RECORDS section start

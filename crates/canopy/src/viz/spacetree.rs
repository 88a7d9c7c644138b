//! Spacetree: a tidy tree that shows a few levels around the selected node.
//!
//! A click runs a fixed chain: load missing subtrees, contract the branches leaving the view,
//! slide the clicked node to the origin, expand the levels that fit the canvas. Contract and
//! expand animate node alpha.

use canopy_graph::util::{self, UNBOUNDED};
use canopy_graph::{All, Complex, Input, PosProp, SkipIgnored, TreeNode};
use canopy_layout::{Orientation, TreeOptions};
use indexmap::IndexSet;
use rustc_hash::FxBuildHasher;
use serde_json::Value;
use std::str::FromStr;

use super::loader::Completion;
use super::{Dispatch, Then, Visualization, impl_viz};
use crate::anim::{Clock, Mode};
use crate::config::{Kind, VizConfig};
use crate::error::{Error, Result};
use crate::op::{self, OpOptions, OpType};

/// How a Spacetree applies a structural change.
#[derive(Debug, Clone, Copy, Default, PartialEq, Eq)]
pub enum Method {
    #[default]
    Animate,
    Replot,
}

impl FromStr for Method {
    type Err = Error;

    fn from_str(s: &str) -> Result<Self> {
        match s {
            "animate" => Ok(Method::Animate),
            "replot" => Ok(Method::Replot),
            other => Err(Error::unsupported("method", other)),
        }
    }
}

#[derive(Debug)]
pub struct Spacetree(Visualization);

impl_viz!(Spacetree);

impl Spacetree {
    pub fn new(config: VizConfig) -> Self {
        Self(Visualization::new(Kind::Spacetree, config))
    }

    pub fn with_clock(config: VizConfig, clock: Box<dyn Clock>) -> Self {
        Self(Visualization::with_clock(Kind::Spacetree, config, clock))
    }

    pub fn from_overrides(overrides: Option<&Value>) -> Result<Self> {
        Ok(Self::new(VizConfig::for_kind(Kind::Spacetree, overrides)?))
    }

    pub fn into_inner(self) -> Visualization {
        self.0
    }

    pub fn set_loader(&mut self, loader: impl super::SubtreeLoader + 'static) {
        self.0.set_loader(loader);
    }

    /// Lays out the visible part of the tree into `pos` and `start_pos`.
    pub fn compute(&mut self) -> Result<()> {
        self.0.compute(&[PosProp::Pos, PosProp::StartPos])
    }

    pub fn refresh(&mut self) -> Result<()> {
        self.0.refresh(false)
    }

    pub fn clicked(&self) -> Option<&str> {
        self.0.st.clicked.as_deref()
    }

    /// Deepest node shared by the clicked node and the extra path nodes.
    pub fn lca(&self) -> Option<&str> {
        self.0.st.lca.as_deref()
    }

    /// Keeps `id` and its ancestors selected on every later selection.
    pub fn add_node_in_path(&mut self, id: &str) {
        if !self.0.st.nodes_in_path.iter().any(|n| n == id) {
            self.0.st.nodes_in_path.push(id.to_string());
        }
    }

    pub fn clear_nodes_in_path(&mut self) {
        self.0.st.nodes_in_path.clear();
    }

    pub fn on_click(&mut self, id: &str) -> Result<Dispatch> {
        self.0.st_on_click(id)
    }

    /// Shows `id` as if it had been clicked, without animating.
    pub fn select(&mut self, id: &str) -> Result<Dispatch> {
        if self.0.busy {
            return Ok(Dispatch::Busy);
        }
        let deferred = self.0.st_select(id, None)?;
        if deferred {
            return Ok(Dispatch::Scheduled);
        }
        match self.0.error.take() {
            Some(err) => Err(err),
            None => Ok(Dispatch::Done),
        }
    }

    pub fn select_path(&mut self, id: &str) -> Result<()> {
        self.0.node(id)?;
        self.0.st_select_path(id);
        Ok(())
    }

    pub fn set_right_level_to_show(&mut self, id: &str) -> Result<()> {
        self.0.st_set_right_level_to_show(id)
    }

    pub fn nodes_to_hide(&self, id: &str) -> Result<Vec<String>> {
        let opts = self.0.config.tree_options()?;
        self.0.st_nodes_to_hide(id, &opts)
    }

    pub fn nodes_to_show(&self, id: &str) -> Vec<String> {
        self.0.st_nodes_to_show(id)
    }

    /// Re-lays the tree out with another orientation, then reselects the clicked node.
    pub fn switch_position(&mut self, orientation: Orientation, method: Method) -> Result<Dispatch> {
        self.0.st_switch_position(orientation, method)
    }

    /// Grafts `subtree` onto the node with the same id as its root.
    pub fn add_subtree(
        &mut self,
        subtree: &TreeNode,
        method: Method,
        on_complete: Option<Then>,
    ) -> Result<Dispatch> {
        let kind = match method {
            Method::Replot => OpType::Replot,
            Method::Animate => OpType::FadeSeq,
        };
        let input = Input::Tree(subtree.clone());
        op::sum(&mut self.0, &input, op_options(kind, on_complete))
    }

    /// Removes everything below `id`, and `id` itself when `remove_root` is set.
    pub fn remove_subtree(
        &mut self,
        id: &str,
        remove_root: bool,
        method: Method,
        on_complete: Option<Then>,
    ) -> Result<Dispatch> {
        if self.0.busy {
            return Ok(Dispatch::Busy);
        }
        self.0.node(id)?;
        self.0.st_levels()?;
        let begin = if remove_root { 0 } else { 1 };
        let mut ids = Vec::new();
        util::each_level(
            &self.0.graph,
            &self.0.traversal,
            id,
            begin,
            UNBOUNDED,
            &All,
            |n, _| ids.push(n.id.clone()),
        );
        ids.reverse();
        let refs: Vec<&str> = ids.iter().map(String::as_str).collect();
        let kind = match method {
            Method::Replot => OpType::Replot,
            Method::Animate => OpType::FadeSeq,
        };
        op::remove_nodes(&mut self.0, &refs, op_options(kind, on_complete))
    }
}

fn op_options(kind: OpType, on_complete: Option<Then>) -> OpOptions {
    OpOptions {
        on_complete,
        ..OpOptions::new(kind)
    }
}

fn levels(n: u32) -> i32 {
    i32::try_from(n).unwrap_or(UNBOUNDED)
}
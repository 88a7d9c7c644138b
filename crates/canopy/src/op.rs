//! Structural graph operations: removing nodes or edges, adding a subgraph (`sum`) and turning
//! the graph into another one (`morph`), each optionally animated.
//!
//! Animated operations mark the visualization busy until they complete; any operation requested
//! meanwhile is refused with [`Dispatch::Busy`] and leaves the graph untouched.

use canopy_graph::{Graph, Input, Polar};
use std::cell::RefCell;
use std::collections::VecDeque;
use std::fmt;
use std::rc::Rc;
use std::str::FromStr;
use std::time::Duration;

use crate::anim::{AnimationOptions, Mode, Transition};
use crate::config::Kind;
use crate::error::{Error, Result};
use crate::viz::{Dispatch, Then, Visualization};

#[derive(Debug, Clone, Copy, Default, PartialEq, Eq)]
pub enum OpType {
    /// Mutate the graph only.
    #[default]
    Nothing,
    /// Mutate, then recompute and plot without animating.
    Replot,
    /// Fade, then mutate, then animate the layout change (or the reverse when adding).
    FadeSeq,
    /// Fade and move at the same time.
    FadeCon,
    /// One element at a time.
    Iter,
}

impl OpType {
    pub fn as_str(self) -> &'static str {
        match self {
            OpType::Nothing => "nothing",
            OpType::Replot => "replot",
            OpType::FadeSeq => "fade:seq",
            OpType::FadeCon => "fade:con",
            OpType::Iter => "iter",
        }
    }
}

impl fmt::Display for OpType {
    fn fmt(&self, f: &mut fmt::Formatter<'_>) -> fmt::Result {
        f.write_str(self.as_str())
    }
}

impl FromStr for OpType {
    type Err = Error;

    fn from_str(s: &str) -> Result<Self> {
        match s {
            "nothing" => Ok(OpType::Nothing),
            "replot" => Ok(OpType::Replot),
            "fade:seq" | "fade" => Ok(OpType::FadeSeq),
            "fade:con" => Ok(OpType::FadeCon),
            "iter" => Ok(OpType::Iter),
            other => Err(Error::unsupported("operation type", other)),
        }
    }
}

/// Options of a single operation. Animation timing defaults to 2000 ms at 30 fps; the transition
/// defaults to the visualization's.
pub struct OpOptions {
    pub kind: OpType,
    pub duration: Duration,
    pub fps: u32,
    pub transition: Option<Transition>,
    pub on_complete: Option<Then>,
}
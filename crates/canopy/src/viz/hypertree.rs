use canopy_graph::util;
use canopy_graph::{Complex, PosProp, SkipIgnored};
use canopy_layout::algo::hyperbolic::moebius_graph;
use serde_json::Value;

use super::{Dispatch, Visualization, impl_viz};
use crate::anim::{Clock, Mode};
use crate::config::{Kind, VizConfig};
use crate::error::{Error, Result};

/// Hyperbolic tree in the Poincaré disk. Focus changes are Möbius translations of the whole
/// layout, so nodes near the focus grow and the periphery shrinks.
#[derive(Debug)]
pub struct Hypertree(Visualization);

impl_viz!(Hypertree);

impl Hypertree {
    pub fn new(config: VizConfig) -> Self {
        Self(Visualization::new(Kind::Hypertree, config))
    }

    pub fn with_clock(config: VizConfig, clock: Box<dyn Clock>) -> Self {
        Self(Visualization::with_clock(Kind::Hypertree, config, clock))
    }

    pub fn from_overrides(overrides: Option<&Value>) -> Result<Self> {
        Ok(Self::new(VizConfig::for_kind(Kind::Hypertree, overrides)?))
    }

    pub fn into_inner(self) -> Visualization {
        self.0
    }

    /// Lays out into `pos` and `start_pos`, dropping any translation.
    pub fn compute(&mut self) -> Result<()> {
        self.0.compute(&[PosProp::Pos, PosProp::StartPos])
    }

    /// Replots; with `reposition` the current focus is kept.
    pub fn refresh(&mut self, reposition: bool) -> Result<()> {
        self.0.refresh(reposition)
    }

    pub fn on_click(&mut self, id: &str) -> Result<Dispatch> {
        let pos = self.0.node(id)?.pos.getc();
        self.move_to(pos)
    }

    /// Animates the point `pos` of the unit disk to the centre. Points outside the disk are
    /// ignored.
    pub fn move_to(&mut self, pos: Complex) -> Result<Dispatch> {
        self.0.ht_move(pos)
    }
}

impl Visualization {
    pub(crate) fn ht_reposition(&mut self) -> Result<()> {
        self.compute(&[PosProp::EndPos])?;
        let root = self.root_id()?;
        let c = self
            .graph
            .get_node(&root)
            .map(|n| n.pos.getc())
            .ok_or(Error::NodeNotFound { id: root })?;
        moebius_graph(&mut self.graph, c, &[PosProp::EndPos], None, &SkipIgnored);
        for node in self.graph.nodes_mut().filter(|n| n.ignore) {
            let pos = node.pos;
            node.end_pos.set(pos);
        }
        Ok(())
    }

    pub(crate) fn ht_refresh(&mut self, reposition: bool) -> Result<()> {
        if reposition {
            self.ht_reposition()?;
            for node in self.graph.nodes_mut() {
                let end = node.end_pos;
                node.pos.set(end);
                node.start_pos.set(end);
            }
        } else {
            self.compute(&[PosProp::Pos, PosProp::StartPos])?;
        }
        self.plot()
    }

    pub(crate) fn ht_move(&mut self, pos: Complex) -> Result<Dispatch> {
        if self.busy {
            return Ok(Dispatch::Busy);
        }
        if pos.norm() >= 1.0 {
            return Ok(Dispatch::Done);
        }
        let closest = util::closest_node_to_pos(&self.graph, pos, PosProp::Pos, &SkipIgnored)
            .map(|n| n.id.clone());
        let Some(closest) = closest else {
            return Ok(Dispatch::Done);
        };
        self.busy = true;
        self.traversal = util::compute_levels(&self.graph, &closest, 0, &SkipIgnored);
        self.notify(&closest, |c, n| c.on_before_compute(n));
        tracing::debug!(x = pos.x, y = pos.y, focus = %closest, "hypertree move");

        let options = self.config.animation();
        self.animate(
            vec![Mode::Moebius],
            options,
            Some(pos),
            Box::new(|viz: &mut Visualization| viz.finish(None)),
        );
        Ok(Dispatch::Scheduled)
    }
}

RECORDS section end

## TASK OBJECTIVE
Considering only lines of the records that hold the string "operations", state how many there are and nothing else.

## ANSWER TO THIS TASK
2